Elephant tracks, fox paths, pedestrian’s revenge, desire lines… There are a multitude of names for the human-made paths that gradually form when people reject designed/designated routes and make their own way from A to B.

These paths perhaps symbolise all-too-common failures in human-centred design. Firstly, designers and planners fail to appreciate how people navigate their surroundings, as Frank Chimero’s quote in the title implies. And more than this, a general lack of communication or care, and traditional design practices that routinely overlook basic human needs.

Top-down design thinking

Historically, formal training for design professionals tended to neglect community engagement, so the traditional top-down ‘we know best’ attitude is unsurprising. Designers designed places that they and the client thought appropriate, with little idea of what the people who would use and live with the space might actually want or need. Fortunately, practices now increasingly look to create authentic engagement and bring local groups into the design process more meaningfully. There is still a long way to go, however.

In my recent book Desire lines: a guide to community participation in designing places (RIBA Publishing, 2018), I call on designers to address this deficit and start designing places with local communities, not for them.

What needs to change?

I suggest three main areas to focus on.

Firstly, human-centred design involves research. And designers can benefit from thinking like social researchers. The most influential thinkers on public space design – Jane Jacobs, William H. Whyte and Jan Gehl – all began with observational street-level research. I urge designers to build on their insights and methods. Work like anthropologists in gathering information and analysing it effectively, to create an understanding of the locale and a strong evidence base to inform the design process.

Secondly, make the most of local knowledge. The community is the expert, so start by picking local brains. The more pre-process discussions with community groups the better. Involve local people from the outset, and ask for their ideas and views before any design work takes place. Communities too often feel that their involvement is a tick-box exercise, and that plans and designs are foregone conclusions that they had no opportunity to shape. So, talk first, and discuss local concerns and aspirations. Then – and only then – start designing.

Finally, listen and learn. I interviewed many community groups while researching Desire lines, and I’m sorry to say, the word ‘arrogant’ cropped up repeatedly in relation to design professionals. Communication skills are key, and listening important above all (those perceptions of arrogance may well result from designers simply appearing not to listen). Public consultation processes, especially face-to-face events like meetings and workshops, are golden opportunities for professionals to learn from the people they should be endeavouring to serve.
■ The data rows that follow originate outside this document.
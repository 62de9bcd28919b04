// Dweve Benchlog - Benchmark Log Analysis
//
// Copyright (c) 2025 Dweve IP B.V. and individual contributors.
//
// SPDX-License-Identifier: Apache-2.0
//
// Licensed under the Apache License, Version 2.0 (the "License");
// you may not use this file except in compliance with the License.
// You may obtain a copy of the License in the LICENSE file at the
// root of this repository or at: http://www.apache.org/licenses/LICENSE-2.0
//
// Unless required by applicable law or agreed to in writing, software
// distributed under the License is distributed on an "AS IS" BASIS,
// WITHOUT WARRANTIES OR CONDITIONS OF ANY KIND, either express or implied.
// See the License for the specific language governing permissions and
// limitations under the License.

//! Expected-configuration loading.
//!
//! Settings come from three layers, later ones winning: built-in defaults,
//! a YAML or JSON `--config` file, then command-line flags.

use crate::cli::ConfigArgs;
use crate::error::CliError;
use benchlog::{ExpectedConfiguration, ExpectedTrait, ParseOptions};
use serde::Deserialize;
use std::path::Path;
use tracing::debug;

/// On-disk configuration file. Every field is optional.
#[derive(Debug, Clone, Default, PartialEq, Deserialize)]
#[serde(deny_unknown_fields)]
pub struct ConfigFile {
    pub grid_width: Option<u32>,
    pub grid_height: Option<u32>,
    pub timesteps: Option<u32>,
    pub traits: Option<Vec<TraitSpec>>,
    pub library_tag: Option<String>,
    pub combined_tag: Option<String>,
}

/// One expected trait in a configuration file.
#[derive(Debug, Clone, PartialEq, Deserialize)]
#[serde(deny_unknown_fields)]
pub struct TraitSpec {
    #[serde(default)]
    pub name: Option<String>,
    pub allowed_rules: Vec<String>,
}

impl ConfigFile {
    /// Parse by extension: `.json` as JSON, anything else as YAML.
    pub fn from_str_for(path: &Path, content: &str) -> Result<Self, CliError> {
        let is_json = path
            .extension()
            .map(|e| e.eq_ignore_ascii_case("json"))
            .unwrap_or(false);
        if is_json {
            Ok(serde_json::from_str(content)?)
        } else {
            Ok(serde_yaml::from_str(content)?)
        }
    }

    pub fn load(path: &str) -> Result<Self, CliError> {
        let content = super::read_file(path)?;
        Self::from_str_for(Path::new(path), &content)
    }
}

/// Resolved settings for one command run.
#[derive(Debug, Clone)]
pub struct Settings {
    pub expected: ExpectedConfiguration,
    pub options: ParseOptions,
}

/// Parse a `WIDTHxHEIGHT` grid argument.
pub fn parse_grid(value: &str) -> Result<(u32, u32), CliError> {
    let invalid =
        || CliError::invalid_input(format!("grid must look like 3000x3000, got '{}'", value));
    let (w, h) = value
        .trim()
        .split_once(|c: char| c == 'x' || c == 'X')
        .ok_or_else(invalid)?;
    let w = w.trim().parse::<u32>().map_err(|_| invalid())?;
    let h = h.trim().parse::<u32>().map_err(|_| invalid())?;
    Ok((w, h))
}

/// Merge defaults, the optional config file and flag overrides.
pub fn load_settings(args: &ConfigArgs) -> Result<Settings, CliError> {
    let file = match &args.config {
        Some(path) => ConfigFile::load(path)?,
        None => ConfigFile::default(),
    };
    resolve(file, args)
}

fn resolve(file: ConfigFile, args: &ConfigArgs) -> Result<Settings, CliError> {
    let defaults = ExpectedConfiguration::default();

    let (mut width, mut height) = (
        file.grid_width.unwrap_or(defaults.grid_width()),
        file.grid_height.unwrap_or(defaults.grid_height()),
    );
    if let Some(grid) = &args.grid {
        (width, height) = parse_grid(grid)?;
    }
    let timesteps = args
        .timesteps
        .or(file.timesteps)
        .unwrap_or(defaults.timesteps());

    let traits = match file.traits {
        Some(specs) => specs
            .iter()
            .map(|s| ExpectedTrait::new(s.name.as_deref(), s.allowed_rules.iter()))
            .collect::<Result<Vec<_>, _>>()?,
        None => defaults.traits().to_vec(),
    };

    let expected = ExpectedConfiguration::new(width, height, timesteps, traits)?;

    let mut builder = ParseOptions::builder();
    if let Some(tag) = args.library_tag.clone().or(file.library_tag) {
        builder = builder.library_tag(tag);
    }
    if let Some(tag) = args.combined_tag.clone().or(file.combined_tag) {
        builder = builder.combined_tag(tag);
    }
    let options = builder.build();
    if options.markers.library_tag == options.markers.combined_tag {
        return Err(CliError::config("library and combined tags must differ"));
    }

    debug!(grid = %expected.grid(), timesteps = expected.timesteps(), "expected configuration");
    Ok(Settings { expected, options })
}

#[cfg(test)]
mod tests {
    use super::*;

    fn args() -> ConfigArgs {
        ConfigArgs::default()
    }

    #[test]
    fn test_defaults() {
        let settings = load_settings(&args()).unwrap();
        assert_eq!(settings.expected, ExpectedConfiguration::default());
        assert_eq!(settings.options.markers.library_tag, "trait_ac");
    }

    #[test]
    fn test_parse_grid() {
        assert_eq!(parse_grid("3000x3000").unwrap(), (3000, 3000));
        assert_eq!(parse_grid(" 640X480 ").unwrap(), (640, 480));
        assert!(parse_grid("3000").is_err());
        assert!(parse_grid("ax3").is_err());
        assert!(parse_grid("-1x3").is_err());
    }

    #[test]
    fn test_yaml_config_file() {
        let yaml = "grid_width: 100\ngrid_height: 50\ntimesteps: 7\ntraits:\n  - name: Life\n    allowed_rules: [highlife]\n";
        let file = ConfigFile::from_str_for(Path::new("c.yaml"), yaml).unwrap();
        let settings = resolve(file, &args()).unwrap();
        assert_eq!(settings.expected.grid(), "100x50");
        assert_eq!(settings.expected.timesteps(), 7);
        assert_eq!(settings.expected.traits()[0].name(), Some("Life"));
    }

    #[test]
    fn test_json_config_file() {
        let json = r#"{"timesteps": 20, "library_tag": "core", "combined_tag": "core_gui"}"#;
        let file = ConfigFile::from_str_for(Path::new("c.JSON"), json).unwrap();
        let settings = resolve(file, &args()).unwrap();
        assert_eq!(settings.expected.timesteps(), 20);
        assert_eq!(settings.expected.grid(), "3000x3000");
        assert_eq!(settings.options.markers.combined_tag, "core_gui");
    }

    #[test]
    fn test_unknown_field_rejected() {
        let err = ConfigFile::from_str_for(Path::new("c.yaml"), "grid: 3\n").unwrap_err();
        assert!(matches!(err, CliError::YamlFormat { .. }));
    }

    #[test]
    fn test_flags_override_file() {
        let file = ConfigFile {
            grid_width: Some(10),
            grid_height: Some(10),
            timesteps: Some(5),
            ..Default::default()
        };
        let overrides = ConfigArgs {
            grid: Some("20x30".to_string()),
            timesteps: Some(9),
            ..Default::default()
        };
        let settings = resolve(file, &overrides).unwrap();
        assert_eq!(settings.expected.grid(), "20x30");
        assert_eq!(settings.expected.timesteps(), 9);
    }

    #[test]
    fn test_invalid_values_rejected() {
        let zero = ConfigArgs {
            timesteps: Some(0),
            ..Default::default()
        };
        assert!(matches!(resolve(ConfigFile::default(), &zero), Err(CliError::Config(_))));

        let empty_rules = ConfigFile {
            traits: Some(vec![TraitSpec {
                name: None,
                allowed_rules: vec![],
            }]),
            ..Default::default()
        };
        assert!(matches!(resolve(empty_rules, &args()), Err(CliError::Config(_))));

        let same_tags = ConfigArgs {
            library_tag: Some("x".to_string()),
            combined_tag: Some("x".to_string()),
            ..Default::default()
        };
        assert!(matches!(resolve(ConfigFile::default(), &same_tags), Err(CliError::Config(_))));
    }
}
// Dweve Benchlog - Benchmark Log Analysis
//
// Copyright (c) 2025 Dweve IP B.V. and individual contributors.
//
// SPDX-License-Identifier: Apache-2.0
//
// Licensed under the Apache License, Version 2.0 (the "License");
// you may not use this file except in compliance with the License.
// You may obtain a copy of the License in the LICENSE file at the
// root of this repository or at: http://www.apache.org/licenses/LICENSE-2.0
//
// Unless required by applicable law or agreed to in writing, software
// distributed under the License is distributed on an "AS IS" BASIS,
// WITHOUT WARRANTIES OR CONDITIONS OF ANY KIND, either express or implied.
// See the License for the specific language governing permissions and
// limitations under the License.

//! Line scanner recognising block boundaries.
//!
//! A boundary line is framed by runs of `=` on both sides and starts, inside
//! the frame, with either the version token or the section token:
//!
//! ```text
//! ==================== CODE VERSION 3 ====================
//! ========== BENCHMARK trait_ac_ui | VERSION 3 ==========
//! ```
//!
//! Framed lines that carry a token but fail to parse (rule too short,
//! unknown project tag, non-numeric version) become [`Boundary::Dangling`].
//! Framed lines without a token, and bare `=====` rules, are plain text.
//! A frame may sit after a prefix such as `[run 3] `.

use crate::model::ProjectTag;

/// Tokens and rule widths that identify boundary lines.
#[derive(Debug, Clone, PartialEq, Eq)]
pub struct Markers {
    /// Token opening a version marker (default `CODE VERSION`).
    pub version_token: String,
    /// Token opening a section marker (default `BENCHMARK`).
    pub section_token: String,
    /// Token preceding the declared version in a section marker.
    pub section_version_token: String,
    /// Project tag of library-only sections (default `trait_ac`).
    pub library_tag: String,
    /// Project tag of combined sections (default `trait_ac_ui`).
    pub combined_tag: String,
    /// Minimum `=` run on each side of a version marker.
    pub version_rule_width: usize,
    /// Minimum `=` run on each side of a section marker.
    pub section_rule_width: usize,
}

impl Default for Markers {
    fn default() -> Self {
        Self {
            version_token: "CODE VERSION".to_string(),
            section_token: "BENCHMARK".to_string(),
            section_version_token: "VERSION".to_string(),
            library_tag: "trait_ac".to_string(),
            combined_tag: "trait_ac_ui".to_string(),
            version_rule_width: 20,
            section_rule_width: 10,
        }
    }
}

impl Markers {
    /// Map a section tag to its project.
    pub fn project_for(&self, tag: &str) -> Option<ProjectTag> {
        if tag == self.library_tag {
            Some(ProjectTag::Library)
        } else if tag == self.combined_tag {
            Some(ProjectTag::Combined)
        } else {
            None
        }
    }

    /// The tag written in section markers for a project.
    pub fn tag_for(&self, project: ProjectTag) -> &str {
        match project {
            ProjectTag::Library => &self.library_tag,
            ProjectTag::Combined => &self.combined_tag,
        }
    }
}

/// A recognised boundary line.
#[derive(Debug, Clone, PartialEq, Eq)]
pub enum Boundary<'a> {
    /// Start of a version block.
    Version { id: u32 },
    /// Start of a project section inside a version block.
    Section {
        project: ProjectTag,
        declared_version: u32,
    },
    /// A marker-like line that is not well formed.
    Dangling { text: &'a str },
}

/// A boundary together with its position in the source.
#[derive(Debug, Clone, PartialEq, Eq)]
pub struct Marker<'a> {
    pub boundary: Boundary<'a>,
    /// Line number (1-based).
    pub line: usize,
    /// Byte offset of the first character of the line.
    pub start: usize,
    /// Byte offset just past the line terminator.
    pub end: usize,
}

/// Iterator over the boundary lines of a text.
pub struct Scanner<'a> {
    text: &'a str,
    markers: &'a Markers,
    max_line_length: usize,
    offset: usize,
    line: usize,
}

impl<'a> Scanner<'a> {
    pub fn new(text: &'a str, markers: &'a Markers, max_line_length: usize) -> Self {
        Self {
            text,
            markers,
            max_line_length,
            offset: 0,
            line: 0,
        }
    }
}

impl<'a> Iterator for Scanner<'a> {
    type Item = Marker<'a>;

    fn next(&mut self) -> Option<Self::Item> {
        while self.offset < self.text.len() {
            let start = self.offset;
            let rest = &self.text[start..];
            let (raw, end) = match rest.find('\n') {
                Some(pos) => (&rest[..pos], start + pos + 1),
                None => (rest, self.text.len()),
            };
            self.offset = end;
            self.line += 1;

            if raw.len() > self.max_line_length {
                continue;
            }

            if let Some(boundary) = classify(raw, self.markers) {
                return Some(Marker {
                    boundary,
                    line: self.line,
                    start,
                    end,
                });
            }
        }
        None
    }
}

/// Classify a single line. Returns `None` for ordinary text.
///
/// The `=` frame may be preceded or followed by other text (a runner prefix
/// such as `[run 3]`). Such unanchored lines only count when they parse
/// cleanly; an anchored frame that fails to parse is dangling.
pub fn classify<'a>(raw: &'a str, markers: &Markers) -> Option<Boundary<'a>> {
    let trimmed = raw.trim();
    let first = trimmed.find('=')?;
    let last = trimmed.rfind('=')? + 1;
    let lead = trimmed[first..].bytes().take_while(|&b| b == b'=').count();
    let trail = trimmed[..last].bytes().rev().take_while(|&b| b == b'=').count();
    if first + lead >= last - trail {
        return None;
    }
    let inner = trimmed[first + lead..last - trail].trim();
    let rule = lead.min(trail);
    let anchored = first == 0 && last == trimmed.len();
    let dangling = || anchored.then_some(Boundary::Dangling { text: trimmed });

    if let Some(rest) = strip_token(inner, &markers.version_token) {
        return match parse_number(rest) {
            Some(id) if rule >= markers.version_rule_width => Some(Boundary::Version { id }),
            _ => dangling(),
        };
    }

    if let Some(rest) = strip_token(inner, &markers.section_token) {
        return match parse_section_header(rest, markers) {
            Some((project, declared_version)) if rule >= markers.section_rule_width => {
                Some(Boundary::Section {
                    project,
                    declared_version,
                })
            }
            _ => dangling(),
        };
    }

    None
}

/// Plain ASCII digits only; `+5` and `-0` are rejected.
fn parse_number(text: &str) -> Option<u32> {
    let text = text.trim();
    if text.is_empty() || !text.bytes().all(|b| b.is_ascii_digit()) {
        return None;
    }
    text.parse().ok()
}

/// Strip `token` only when it is followed by whitespace or nothing.
fn strip_token<'a>(inner: &'a str, token: &str) -> Option<&'a str> {
    let rest = inner.strip_prefix(token)?;
    if rest.is_empty() || rest.starts_with(char::is_whitespace) {
        Some(rest)
    } else {
        None
    }
}

// `<tag> | VERSION <n>`
fn parse_section_header(rest: &str, markers: &Markers) -> Option<(ProjectTag, u32)> {
    let (tag, tail) = rest.trim().split_once('|')?;
    let project = markers.project_for(tag.trim())?;
    let declared = parse_number(
        tail.trim()
            .strip_prefix(markers.section_version_token.as_str())?,
    )?;
    Some((project, declared))
}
Human-centred design and public space

There is no doubt that the quality of public space influences community well-being, as well as individual mood and psycho-social state. Welcoming, attractive spaces boost the feel-good factor in an area. They’re good for business, civic pride and a sense of connection; unappealing spaces can create the opposite effect. We already know what makes a space popular and valued – and it’s hardly rocket science.

So, if it’s possible to design a space that people will enjoy, that reflects their preferences and meets their needs, then why not do so?

I suggest that designers in the built environment keen to develop more human-centred design approaches look to other design fields where user satisfaction is paramount. In digital and consumer product design for instance, something as ephemeral as an app or website or manufactured product undergoes rigorous user testing. Researchers and designers refine and re-test the prototype until it achieves optimum functionality and user appeal, and only then is a product released.

Contrast this with a public space. A highly costly product with a lifespan of decades, which can significantly affect the fortunes of a local area and its communities, that can be built with no input from its intended end-users, no prototyping or usability testing, and with no insight as to whether it will succeed. William H. Whyte’s words make perfect sense in this context: “It is difficult to design a space that will not attract people. What is remarkable is how often this has been accomplished.”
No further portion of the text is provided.